5g Mazatapec, 1.5g McKennaii



5g Mazatapec, later followed with 1.5g McKennaii. I did this trip alone after a change of plan. The week before, I'd had an absolutely mind blowing trip on 4g of unusually potent Golden Teachers. I was hoping for a repeat experience, but the shrooms had something else in mind for me.

I felt in a good state of mind beforehand, untroubled by anything in particular and up for a strong trip. I decided to use up the last of my Mazatapec mushrooms that I've had for a while. I have previously found this strain to be hit and miss in terms of strength, so thought they'd be ideal for tripping alone where there are fewer anchors to reality to detract from the intensity of the experience. 

I prepared a tea before going out to do some food shopping and when I came back, I strained the liquid into a cup. I noted that the concoction was very murky compared to the usual consistency. I got a few chores out of the way, prepared some soup so I'd have something healthy to eat at the end of the trip, and drank the infusion at around 1800. I waited for reality to be obliterated by those 5 grams but it just didn't happen. The potency of the Mazatapec must have diminished significantly in storage.

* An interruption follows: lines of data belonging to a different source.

//! The symbol-level capability the mapper queries.
//!
//! A [`Resolver`] owns all knowledge about the analyzed codebase: where methods
//! are declared, what a method body calls, who overrides or implements what,
//! and where a symbol is referenced. The mapping engine only combines these
//! answers.

use crate::entry_point::EntryPoint;
use crate::error::ResolveMiss;
use crate::filter::{Project, ProjectFilter};
use anyhow::Result;
use std::fmt::Debug;
use std::sync::Arc;
use std::sync::atomic::{AtomicBool, Ordering};

/// Cooperative cancellation flag shared between a caller and a mapping session.
#[derive(Debug, Clone, Default)]
pub struct CancellationToken {
    cancelled: Arc<AtomicBool>,
}

impl CancellationToken {
    pub fn new() -> Self {
        Self::default()
    }

    pub fn is_cancelled(&self) -> bool {
        self.cancelled.load(Ordering::Relaxed)
    }

    pub fn cancel(&self) {
        self.cancelled.store(true, Ordering::Relaxed);
    }
}

/// A bound method symbol.
pub trait MethodSymbol: Clone + Debug + PartialEq {
    fn name(&self) -> &str;
    fn display_name(&self) -> String;
    fn is_abstract(&self) -> bool;
    fn is_virtual(&self) -> bool;
    fn is_override(&self) -> bool;
    /// The base method this symbol overrides, when it is an override.
    fn overridden_method(&self) -> Option<Self>;
}

/// A call site of some symbol.
pub trait ReferenceLocation: Debug {
    fn project(&self) -> &dyn Project;
}

#[derive(Debug, Clone, PartialEq, Eq)]
pub struct DeclarationQuery {
    pub class_name: String,
    pub method_name: Option<String>,
}

impl DeclarationQuery {
    pub fn new(class_name: impl Into<String>, method_name: Option<String>) -> Self {
        Self {
            class_name: class_name.into(),
            method_name,
        }
    }
}

pub trait Resolver {
    type Symbol: MethodSymbol;
    type Location: ReferenceLocation;

    /// Method declarations on a class (and optionally with a method name),
    /// restricted to projects accepted by `projects`. Interface members are
    /// never returned and results are unique by display name.
    fn find_declarations(
        &self,
        query: &DeclarationQuery,
        projects: &dyn ProjectFilter,
        cancel: &CancellationToken,
    ) -> Result<Vec<EntryPoint<Self::Symbol>>>;

    /// Method symbols referenced inside the entry point's body that belong to
    /// the analyzed codebase.
    fn find_call_candidates(
        &self,
        entry: &EntryPoint<Self::Symbol>,
        cancel: &CancellationToken,
    ) -> Result<Vec<Self::Symbol>>;

    /// Workspace-wide implementations and overrides of an abstract or virtual symbol.
    fn find_implementations(
        &self,
        symbol: &Self::Symbol,
        cancel: &CancellationToken,
    ) -> Result<Vec<Self::Symbol>>;

    /// Workspace-wide call sites of a symbol.
    fn find_references(
        &self,
        symbol: &Self::Symbol,
        cancel: &CancellationToken,
    ) -> Result<Vec<Self::Location>>;

    /// The method declaration enclosing a call site, if any.
    fn containing_method(
        &self,
        location: &Self::Location,
        cancel: &CancellationToken,
    ) -> Result<Option<EntryPoint<Self::Symbol>>>;

    /// Builds the entry point for a symbol's declaration.
    fn declaration_of(
        &self,
        symbol: &Self::Symbol,
    ) -> std::result::Result<EntryPoint<Self::Symbol>, ResolveMiss>;

    fn symbols_equal(&self, a: &Self::Symbol, b: &Self::Symbol) -> bool {
        a == b
    }
}

#[cfg(test)]
mod tests {
    use super::CancellationToken;

    #[test]
    fn cancellation_is_shared_between_clones() {
        let token = CancellationToken::new();
        let observer = token.clone();
        assert!(!observer.is_cancelled());
        token.cancel();
        assert!(observer.is_cancelled());
    }
}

After around an hour I began to notice some subtle effects, but it didn't feel like the usual psychedelic experience. It felt flat and slightly unsettling and being left behind in reality felt a bit like having missed a plane to an exotic destination. I felt sad and disappointed, so I added 1.5g of dried McKennaii that I hoped might enhance the trip, but they gave me a bad stomach from eating them in dried form. I closed my eyes and attempted to drift away into the playlist I had enjoyed listening to so much on my previous trip, but the music felt hollow and dimensionless. There were some mild closed eye visuals and at one point - the only thing that felt vaguely psychedelic on this trip - I saw a space open up which I entered to find myself in a scene from the end of a very abusive relationship I had been in almost a decade ago. It didn't feel too intense though and my mind quickly wandered elsewhere.

Two hours into the trip, there was still no loss of reality on the level I had hoped for. I prefer a strong and overwhelming trip (within reason) to a moderate one. I remembered that there was a DMT vape belonging to a friend in my kitchen drawer. I decided that if the mushrooms weren't going to give me what I wanted, I'd get it from that, but the fumes felt acrid and synthetic and I could not enjoy inhaling them compared to the holistic earthiness of mushrooms, so I gave up on the vape. 

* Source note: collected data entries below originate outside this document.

//! Strategies that narrow raw call-site candidates to real dependencies.

use crate::entry_point::EntryPoint;
use crate::resolver::{CancellationToken, MethodSymbol, Resolver};
use anyhow::Result;
use tracing::debug;

/// Symbol identity as the active resolver defines it.
pub type SymbolEq<'a, S> = &'a dyn Fn(&S, &S) -> bool;

/// Pure selection over candidates that are already known.
pub trait SimpleSelector<S: MethodSymbol> {
    fn select(&self, entry: &EntryPoint<S>, candidates: &[S], same: SymbolEq<'_, S>) -> Vec<S>;
}

/// Selection that has to ask the resolver for more symbols.
pub trait ImplementationSelector<R: Resolver> {
    fn select(
        &self,
        entry: &EntryPoint<R::Symbol>,
        candidates: &[R::Symbol],
        resolver: &R,
        cancel: &CancellationToken,
    ) -> Result<Vec<R::Symbol>>;
}

pub enum MethodSelector<R: Resolver> {
    Simple(Box<dyn SimpleSelector<R::Symbol>>),
    Implementation(Box<dyn ImplementationSelector<R>>),
}

impl<R: Resolver> MethodSelector<R> {
    pub fn select(
        &self,
        entry: &EntryPoint<R::Symbol>,
        candidates: &[R::Symbol],
        resolver: &R,
        cancel: &CancellationToken,
    ) -> Result<Vec<R::Symbol>> {
        match self {
            MethodSelector::Simple(selector) => Ok(selector.select(
                entry,
                candidates,
                &|a, b| resolver.symbols_equal(a, b),
            )),
            MethodSelector::Implementation(selector) => {
                selector.select(entry, candidates, resolver, cancel)
            }
        }
    }
}

/// Concrete calls, overridden bases, and implementations of polymorphic calls.
pub fn default_selectors<R: Resolver + 'static>() -> Vec<MethodSelector<R>> {
    vec![
        MethodSelector::Simple(Box::new(ConcreteMethodSelector)),
        MethodSelector::Simple(Box::new(OverriddenMethodSelector)),
        MethodSelector::Implementation(Box::new(AbstractOrVirtualMethodSelector)),
    ]
}

/// Keeps candidates that are not abstract.
///
/// Abstract targets are left to [`AbstractOrVirtualMethodSelector`].
#[derive(Debug, Clone, Copy, Default)]
pub struct ConcreteMethodSelector;

impl<S: MethodSymbol> SimpleSelector<S> for ConcreteMethodSelector {
    fn select(&self, _entry: &EntryPoint<S>, candidates: &[S], _same: SymbolEq<'_, S>) -> Vec<S> {
        candidates
            .iter()
            .filter(|symbol| !symbol.is_abstract())
            .cloned()
            .collect()
    }
}

/// When the entry point overrides a base method, keeps that base method if the
/// body calls it.
#[derive(Debug, Clone, Copy, Default)]
pub struct OverriddenMethodSelector;

impl<S: MethodSymbol> SimpleSelector<S> for OverriddenMethodSelector {
    fn select(&self, entry: &EntryPoint<S>, candidates: &[S], same: SymbolEq<'_, S>) -> Vec<S> {
        let Some(symbol) = entry.symbol() else {
            return Vec::new();
        };
        if !symbol.is_override() {
            return Vec::new();
        }
        let Some(overridden) = symbol.overridden_method() else {
            return Vec::new();
        };
        candidates
            .iter()
            .filter(|candidate| {
                (candidate.is_abstract() || candidate.is_virtual())
                    && !same(candidate, symbol)
                    && same(candidate, &overridden)
            })
            .cloned()
            .collect()
    }
}

/// Expands abstract and virtual candidates to their implementations.
#[derive(Debug, Clone, Copy, Default)]
pub struct AbstractOrVirtualMethodSelector;

impl<R: Resolver> ImplementationSelector<R> for AbstractOrVirtualMethodSelector {
    fn select(
        &self,
        entry: &EntryPoint<R::Symbol>,
        candidates: &[R::Symbol],
        resolver: &R,
        cancel: &CancellationToken,
    ) -> Result<Vec<R::Symbol>> {
        let mut out = Vec::new();
        for candidate in candidates
            .iter()
            .filter(|symbol| symbol.is_abstract() || symbol.is_virtual())
        {
            debug!(symbol = %candidate.display_name(), "finding implementations");
            for implementation in resolver.find_implementations(candidate, cancel)? {
                let is_self = entry
                    .symbol()
                    .is_some_and(|own| resolver.symbols_equal(own, &implementation));
                if !is_self {
                    out.push(implementation);
                }
            }
        }
        Ok(out)
    }
}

I don't usually look at my phone during a trip but I'd been fiddling around adjusting the playlist, and I noticed that a friend from my Ashtanga class had sent through some pictures taken that morning to be used as part of an art project. I have suffered with body dysmorphia and disordered eating since the age of 11 and being confronted with these pictures which were taken in very unflattering postures was extremely triggering during a trip. I tried to I focus on accepting what I was seeing without judgement but they still added to my overall sense of malaise.

Shortly after 10 pm, I accepted that I was not going to enjoy this trip at all and that none of the music I put on was going to feel quite right. I made a cup of tea which I took to bed and replaced the music with an audio book on mindfulness called Trusting the Gold by Tara Brach, whose voice I find very soothing. I understood that what I had experienced on my trip the week before is something that is within us already, but I couldn't quite shake myself out of this uncomfortable mindset and listening to this book felt like the closest I was going to get to accessing that state of blissful awareness.

As I lay in bed listening to the audio book, the effects of the McKennaii must have been building as memories and feelings that I must have been repressing from the relationship I mentioned earlier in the report, and the time surrounding it, began to surface with more intensity.

A vivid memory arose from early in the relationship of the first time that I had visited this man's house, of him being on top of me and I realised with clarity that I hadn't been in a state to give consent. I've never got on well with cannabis and I felt extremely sick and disorientated from the incredibly strong weed he had encouraged me to keep smoking all evening. I had given him no indication that I wanted to have sex with him. It felt invasive and something to be endured, and yet I did not say no because I had been so strongly conditioned to subjugate myself to the needs and wishes of others, so I just lay there feeling detached from my own body and let it happen. Other memories came up too, of the sickeningly abusive things he'd said to me, of times he had deliberately physically hurt me and the extreme emotional abuse that was persistent throughout the relationship. I remembered when I discovered incontrovertibly that he had been cheating on me, that it didn't feel worth the barrage of abuse and gaslighting that a confrontation or ending the relationship would initiate, so I simply pretended not to know about it. I felt strangely detached at this point, looking back at these events through an almost objective lens as if I was watching a film about someone else's life.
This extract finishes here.